Feature and Sentiment Extraction through Text Mining

Chapter 4 The Impact of Daily Deal Promotions on Retailers’ Online Reputation

4.6 Mediation and Moderation Analysis

4.6.1 Feature and Sentiment Extraction through Text Mining

Text mining techniques have been used to extract important information from the texts of online reviews in marketing and other business areas (Lee and Bradlow 2011; Bai 2011; Netzer et al. 2012). In this study the text mining analysis involves two components: 1) identifying features (from which we derive consumers perceptions of quality) most frequently mentioned by reviewers; and 2) identifying the consumers' sentiments about the sentences containing those features.

4.6.1.1 Extracting Important Features

We adopted one of the well-established techniques (see Hu and Liu 2004) for feature identification to extract nouns and noun phrases as candidates, because the most frequently described features have been shown to be nouns and noun phrases.

The steps we used of features extraction include:

1) applied POS tagging and obtained nouns and noun phrases for each review. This yielded more than 9,000 nouns and noun phrases from Yelp reviews;

2) manually pre-defined five categories of features and built our own dictionary (see Table 18) to reduce the dimensionality of features;

3) classified each sentence into one of the 5 categories according to the dictionary; and, 4) selected food quality and service quality as the two key potential mediators because they were the most frequently mentioned features as detailed in Table 19.

Table 18. Feature Categories, Definitions and Example Words in the Dictionary

Feature Categories Definitions Example words

Food quality Perceived quality related to food, including various types of food and drink.

‘salad’, ‘chicken’, ‘ice tea’,

‘wine’

Service quality Perceived quality related to service in a restaurant from various servers, such as waiter and waitress.

‘waiter’, ‘waitress’,

‘manager’

Ambiance Perceived quality related to the dinning environment, such as atmosphere.

‘ambiance’, ‘atmosphere’,

‘music’

Social setting A feature indicating whom the reviewers dine with.

‘husband’, ‘wife’,

‘boyfriend’, ‘girlfriend’

Others Any other feature which does not belong to any

category above. The rest of noun phrases

Table 19. Frequency Distribution of Features Feature

Reviews Frequency Number of

Reviews Frequency

4.6.1.2 Extracting Sentiments

Focusing on the two types of perceived quality detailed above we identified the sentiment for each sentence that mentioned food quality and/or service quality. We applied the corpus-based machine learning method, which enabled us to capture the contextual structure and domain-related knowledge (see Pang and Lee 2002).

The steps of sentiment identification included:

1) randomly selected 100 reviews and split them into 946 sentences;

2) manually assigned the sentiment (positive, negative or neutral) to each of the 946 sentences;

3) assigned 80% (757) of sentences as the training set and the remaining 20% (189) of sentences as the test set;

4) trained various machine learning models (including naïve Bayes, Support Vector Machine, and Logistic Regression) using the training set;

5) applied the trained model to the test set, and selected the model with the highest prediction rate, Logistic Regression; and,

6) utilized trained Logistic Regression model and obtained the sentiment of each sentence mentioning food quality and/or service quality.

To categorize the sentiments, we assigned -1 to indicate negative sentiment, 0 for neutral, and 1 for positive and then calculated the average sentiment of food quality (service quality) over all sentences mentioning food quality (service quality) for matched Groupon Restaurants and Non-Groupon Restaurants.

4.6.1.3 Preliminary Evidence of Mediation and Moderation Effects – Food Quality and Service Quality

Table 20 below summarizes the comparisons of average sentiment of food quality and Change in Yelp Rating for the matched pairs.
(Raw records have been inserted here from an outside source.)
//! Component models for the circuit graph.
//!
//! This module provides models for all supported circuit components:
//! - Linear: Wire, Resistor
//! - Sources: Ground, DC Voltage, Clock
//! - Controls: Switch
//!
//! [`Component`] is a closed enum; each per-variant behaviour (terminal
//! layout, the voltage a terminal is driven to, whether a change is forwarded
//! across the part) is dispatched by matching on it.

mod controls;
mod linear;
mod sources;

pub use controls::{Switch, SwitchState};
pub use linear::{Resistor, Wire};
pub use sources::{Clock, DcVoltage, Ground, POSITIVE, REFERENCE};

use std::fmt;

use crate::circuit::{ComponentKind, NodeId, WaveId};
use crate::error::{CircuitError, Result};

/// A circuit component.
#[derive(Debug, Clone)]
pub enum Component {
    Ground(Ground),
    Wire(Wire),
    Resistor(Resistor),
    Switch(Switch),
    DcVoltage(DcVoltage),
    Clock(Clock),
}

impl Component {
    /// Get the variant tag.
    pub fn kind(&self) -> ComponentKind {
        match self {
            Component::Ground(_) => ComponentKind::Ground,
            Component::Wire(_) => ComponentKind::Wire,
            Component::Resistor(_) => ComponentKind::Resistor,
            Component::Switch(_) => ComponentKind::Switch,
            Component::DcVoltage(_) => ComponentKind::DcVoltage,
            Component::Clock(_) => ComponentKind::Clock,
        }
    }

    /// Stable string tag ("resistor", "wire", ...).
    pub fn component_type(&self) -> &'static str {
        self.kind().as_str()
    }

    /// Get the component name.
    pub fn name(&self) -> &str {
        match self {
            Component::Ground(g) => &g.name,
            Component::Wire(w) => &w.name,
            Component::Resistor(r) => &r.name,
            Component::Switch(s) => &s.name,
            Component::DcVoltage(v) => &v.name,
            Component::Clock(c) => &c.name,
        }
    }

    /// Give the component a custom name instead of "<Variant> <n>".
    pub fn with_name(mut self, name: impl Into<String>) -> Self {
        self.set_name(name.into());
        self
    }

    pub(crate) fn set_name(&mut self, name: String) {
        match self {
            Component::Ground(g) => g.name = name,
            Component::Wire(w) => w.name = name,
            Component::Resistor(r) => r.name = name,
            Component::Switch(s) => s.name = name,
            Component::DcVoltage(v) => v.name = name,
            Component::Clock(c) => c.name = name,
        }
    }

    fn rotation_mut(&mut self) -> &mut i32 {
        match self {
            Component::Ground(g) => &mut g.rotation,
            Component::Wire(w) => &mut w.rotation,
            Component::Resistor(r) => &mut r.rotation,
            Component::Switch(s) => &mut s.rotation,
            Component::DcVoltage(v) => &mut v.rotation,
            Component::Clock(c) => &mut c.rotation,
        }
    }

    /// Rotation angle in degrees, normalized to `0..360`.
    pub fn rotation_angle(&self) -> i32 {
        match self {
            Component::Ground(g) => g.rotation,
            Component::Wire(w) => w.rotation,
            Component::Resistor(r) => r.rotation,
            Component::Switch(s) => s.rotation,
            Component::DcVoltage(v) => v.rotation,
            Component::Clock(c) => c.rotation,
        }
    }

    pub fn set_rotation_angle(&mut self, angle: i32) {
        *self.rotation_mut() = angle.rem_euclid(360);
    }

    /// Rotate by `angle` degrees relative to the current orientation.
    pub fn rotate(&mut self, angle: i32) {
        let current = self.rotation_angle();
        self.set_rotation_angle(current + angle);
    }

    /// Terminal slots; `None` marks a slot not bound to any node.
    pub fn terminals(&self) -> &[Option<NodeId>] {
        match self {
            Component::Ground(g) => &g.terminals,
            Component::Wire(w) => &w.terminals,
            Component::Resistor(r) => &r.terminals,
            Component::Switch(s) => &s.terminals,
            Component::DcVoltage(v) => &v.terminals,
            Component::Clock(c) => &c.terminals,
        }
    }

    pub(crate) fn terminals_mut(&mut self) -> &mut [Option<NodeId>] {
        match self {
            Component::Ground(g) => &mut g.terminals,
            Component::Wire(w) => &mut w.terminals,
            Component::Resistor(r) => &mut r.terminals,
            Component::Switch(s) => &mut s.terminals,
            Component::DcVoltage(v) => &mut v.terminals,
            Component::Clock(c) => &mut c.terminals,
        }
    }

    /// Nodes the component is attached to, in slot order.
    pub fn nodes(&self) -> impl Iterator<Item = NodeId> + '_ {
        self.terminals().iter().flatten().copied()
    }

    /// Whether any terminal is bound to `node`.
    pub fn is_connected_to(&self, node: NodeId) -> bool {
        self.nodes().any(|n| n == node)
    }

    /// Slots bound to `node`.
    pub fn slots_of(&self, node: NodeId) -> Vec<usize> {
        self.terminals()
            .iter()
            .enumerate()
            .filter(|(_, t)| **t == Some(node))
            .map(|(slot, _)| slot)
            .collect()
    }

    /// First unbound slot, if any.
    pub fn free_slot(&self) -> Option<usize> {
        self.terminals().iter().position(Option::is_none)
    }

    pub fn free_slots(&self) -> usize {
        self.terminals().iter().filter(|t| t.is_none()).count()
    }

    /// Voltage this component defines at terminal `slot`, if it is a source.
    pub fn drive(&self, slot: usize) -> Option<f64> {
        match self {
            Component::Ground(_) => Some(0.0),
            Component::DcVoltage(v) => Some(v.drive(slot)),
            Component::Clock(c) => Some(c.drive(slot)),
            _ => None,
        }
    }

    /// Whether the component defines the voltage of its terminals.
    pub fn is_source(&self) -> bool {
        matches!(
            self,
            Component::Ground(_) | Component::DcVoltage(_) | Component::Clock(_)
        )
    }

    /// Whether a voltage change on one terminal currently reaches the other.
    pub fn bridges(&self) -> bool {
        match self {
            Component::Wire(_) => true,
            Component::Switch(s) => s.is_closed(),
            _ => false,
        }
    }

    /// Notify the component that the node at `slot` changed during `wave`.
    ///
    /// Returns the slot the change has to be forwarded to.
    pub(crate) fn on_node_changed(
        &mut self,
        slot: usize,
        voltage: Option<f64>,
        wave: WaveId,
    ) -> Option<usize> {
        let other = 1 - slot.min(1);
        match self {
            Component::Wire(w) => w.on_node_changed(voltage, wave).then_some(other),
            Component::Switch(s) => s.on_node_changed(slot, voltage, wave).then_some(other),
            Component::Resistor(r) => {
                r.on_node_changed(slot, voltage);
                None
            }
            Component::Ground(_) | Component::DcVoltage(_) | Component::Clock(_) => None,
        }
    }

    /// Forget the cached voltage of a slot that was just unbound.
    pub(crate) fn on_detached(&mut self, slot: usize) {
        match self {
            Component::Resistor(r) => r.on_node_changed(slot, None),
            Component::Switch(s) => s.side_voltages[slot] = 0.0,
            Component::Wire(w) => w.voltage = 0.0,
            _ => {}
        }
    }

    /// The variant's voltage reading.
    ///
    /// - Ground: 0
    /// - DC voltage / Clock: the current source value
    /// - Wire: the last value carried across
    /// - Switch: the left side's voltage
    /// - Resistor: the drop from terminal 0 to terminal 1
    pub fn voltage(&self) -> f64 {
        match self {
            Component::Ground(g) => g.voltage(),
            Component::Wire(w) => w.voltage(),
            Component::Resistor(r) => r.voltage(),
            Component::Switch(s) => s.voltage(),
            Component::DcVoltage(v) => v.voltage(),
            Component::Clock(c) => c.voltage(),
        }
    }

    pub fn as_resistor(&self) -> Option<&Resistor> {
        match self {
            Component::Resistor(r) => Some(r),
            _ => None,
        }
    }

    pub fn as_switch(&self) -> Option<&Switch> {
        match self {
            Component::Switch(s) => Some(s),
            _ => None,
        }
    }

    pub fn as_wire(&self) -> Option<&Wire> {
        match self {
            Component::Wire(w) => Some(w),
            _ => None,
        }
    }

    pub fn as_clock(&self) -> Option<&Clock> {
        match self {
            Component::Clock(c) => Some(c),
            _ => None,
        }
    }

    pub fn as_dc_voltage(&self) -> Option<&DcVoltage> {
        match self {
            Component::DcVoltage(v) => Some(v),
            _ => None,
        }
    }

    /// Error for an operation that needs a different variant.
    pub(crate) fn wrong_type(&self, expected: ComponentKind) -> CircuitError {
        CircuitError::WrongComponentType {
            component: self.name().to_string(),
            expected: expected.as_str(),
            found: self.component_type(),
        }
    }

    pub(crate) fn resistor_mut(&mut self) -> Result<&mut Resistor> {
        match self {
            Component::Resistor(r) => Ok(r),
            other => Err(other.wrong_type(ComponentKind::Resistor)),
        }
    }

    pub(crate) fn switch_mut(&mut self) -> Result<&mut Switch> {
        match self {
            Component::Switch(s) => Ok(s),
            other => Err(other.wrong_type(ComponentKind::Switch)),
        }
    }

    pub(crate) fn clock_mut(&mut self) -> Result<&mut Clock> {
        match self {
            Component::Clock(c) => Ok(c),
            other => Err(other.wrong_type(ComponentKind::Clock)),
        }
    }
}

impl From<Ground> for Component {
    fn from(g: Ground) -> Self {
        Component::Ground(g)
    }
}

impl From<Wire> for Component {
    fn from(w: Wire) -> Self {
        Component::Wire(w)
    }
}

impl From<Resistor> for Component {
    fn from(r: Resistor) -> Self {
        Component::Resistor(r)
    }
}

impl From<Switch> for Component {
    fn from(s: Switch) -> Self {
        Component::Switch(s)
    }
}

impl From<DcVoltage> for Component {
    fn from(v: DcVoltage) -> Self {
        Component::DcVoltage(v)
    }
}

impl From<Clock> for Component {
    fn from(c: Clock) -> Self {
        Component::Clock(c)
    }
}

impl fmt::Display for Component {
    fn fmt(&self, f: &mut fmt::Formatter<'_>) -> fmt::Result {
        write!(f, "{}", self.name())?;
        match self {
            Component::Resistor(r) => write!(f, " [{} Ω, {:.5} A]", r.resistance(), r.current())?,
            Component::Switch(s) => write!(f, " [{}]", s.state())?,
            Component::DcVoltage(v) => write!(f, " [{} V]", v.voltage())?,
            Component::Clock(c) => {
                write!(f, " [{} V, {} ms]", c.voltage(), c.time_interval_ms())?
            }
            Component::Ground(_) | Component::Wire(_) => {}
        }
        Ok(())
    }
}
Please note that we excluded any matched pair in which one or both restaurants in the matched pair did not mention food quality. Hence, we have 751 matched pairs for analysis.
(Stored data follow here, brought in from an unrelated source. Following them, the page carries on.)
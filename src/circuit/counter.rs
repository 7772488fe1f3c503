//! Per-variant instance counting for display names.

use std::collections::HashMap;

use super::types::ComponentKind;

#[derive(Debug, Clone, Copy, Default)]
struct KindCount {
    live: usize,
    last_id: u32,
}

/// Counts live components per variant and hands out display IDs.
///
/// IDs increase monotonically per variant and are never reused, even after
/// the component they named is removed. Carries no electrical meaning.
#[derive(Debug, Clone, Default)]
pub struct InstanceRegistry {
    counts: HashMap<ComponentKind, KindCount>,
}

impl InstanceRegistry {
    pub fn new() -> Self {
        Self::default()
    }

    /// Record a new instance of `kind` and return its ID (starting at 1).
    pub fn register(&mut self, kind: ComponentKind) -> u32 {
        let entry = self.counts.entry(kind).or_default();
        entry.live += 1;
        entry.last_id += 1;
        entry.last_id
    }

    /// Record the destruction of an instance of `kind`.
    pub fn release(&mut self, kind: ComponentKind) {
        if let Some(entry) = self.counts.get_mut(&kind) {
            entry.live = entry.live.saturating_sub(1);
        }
    }

    /// Number of live instances of `kind`.
    pub fn count(&self, kind: ComponentKind) -> usize {
        self.counts.get(&kind).map_or(0, |c| c.live)
    }

    /// Display name for instance `id` of `kind`, e.g. "Resistor 3".
    pub fn display_name(kind: ComponentKind, id: u32) -> String {
        format!("{} {}", kind.display_name(), id)
    }
}

#[cfg(test)]
mod tests {
    use super::*;

    #[test]
    fn test_ids_are_per_kind_and_monotonic() {
        let mut registry = InstanceRegistry::new();
        assert_eq!(registry.register(ComponentKind::Resistor), 1);
        assert_eq!(registry.register(ComponentKind::Resistor), 2);
        assert_eq!(registry.register(ComponentKind::Wire), 1);

        registry.release(ComponentKind::Resistor);
        assert_eq!(registry.count(ComponentKind::Resistor), 1);
        assert_eq!(registry.register(ComponentKind::Resistor), 3);
        assert_eq!(registry.count(ComponentKind::Resistor), 2);
    }

    #[test]
    fn test_release_never_underflows() {
        let mut registry = InstanceRegistry::new();
        registry.release(ComponentKind::Clock);
        assert_eq!(registry.count(ComponentKind::Clock), 0);
    }

    #[test]
    fn test_display_name() {
        assert_eq!(
            InstanceRegistry::display_name(ComponentKind::DcVoltage, 2),
            "DCVoltage 2"
        );
    }
}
The average sentiment of food quality for Groupon Restaurants is statistically

significantly lower than that of Non-Groupon Restaurants, which potentially explains the overall declining trend of Yelp ratings. Hence, food quality is a potential mediator of the main effect.

We then divided the matched pairs into three groups according to pre-promotion ratings:

1) low rating, [1, 2.5); 2), 2) medium rating, [2.5, 3.5); and 3) high rating, [3.5, 5]. In all three

cases the average sentiment of food quality for Groupon Restaurants is statistically significantly lower than that of Non-Groupon Restaurants. However, regarding the Change in Yelp Ratings, the decline in Yelp Rating for Groupon Restaurants is statistically significantly larger than that of Non-Groupon Restaurants only for high rated restaurants. There is no statistically significant difference in Change in Yelp Ratings between Groupon Restaurants and Non-Groupon

Restaurants for medium and low rated restaurants.

These results provide some direct evidence for the potential moderation role of pre-promotion ratings on the effect of Groupon pre-promotions on Yelp ratings.

Table 20. Comparisons of Average Sentiment of Food Quality and Change in Yelp Ratings Pre-promotion

Rating

Number of Matched

Pairs

Average Sentiment of Food Quality Change in Yelp Ratings Groupon

Restaurants

Non-Groupon Restaurants

Groupon Restaurants

Non-Groupon Restaurants

Total 751 0.52 0.58*** -0.07 -0.01***

Low 15 0.40 0.66** 0.30 0.39

Medium 262 0.48 0.53*** -0.0004 0.002

High 474 0.55 0.60*** -0.12 -0.03***

Note: *’s denote significance level of Wilcoxon tests of larger means between Groupon vs. non-Groupon restaurants, <0.1 *; <0.05 **; <0.01***

Similarly, Table 21 summarizes the comparisons of average sentiment for service quality and Change in Yelp Ratings for the matched pairs. We excluded any matched pair in which one or both restaurants in the matched pair did not mention service quality. Because service quality was mentioned than food quality, we obtained fewer matched pairs (527) than for food quality.

The average sentiment for service quality for Groupon Restaurants is statistically significantly less than that of Non-Groupon Restaurants, which suggests that service quality is also a potential mediator for the overall decline of Yelp ratings after Groupon promotions.

We divided the matched pairs into three groups based on the three pre-promotion ratings.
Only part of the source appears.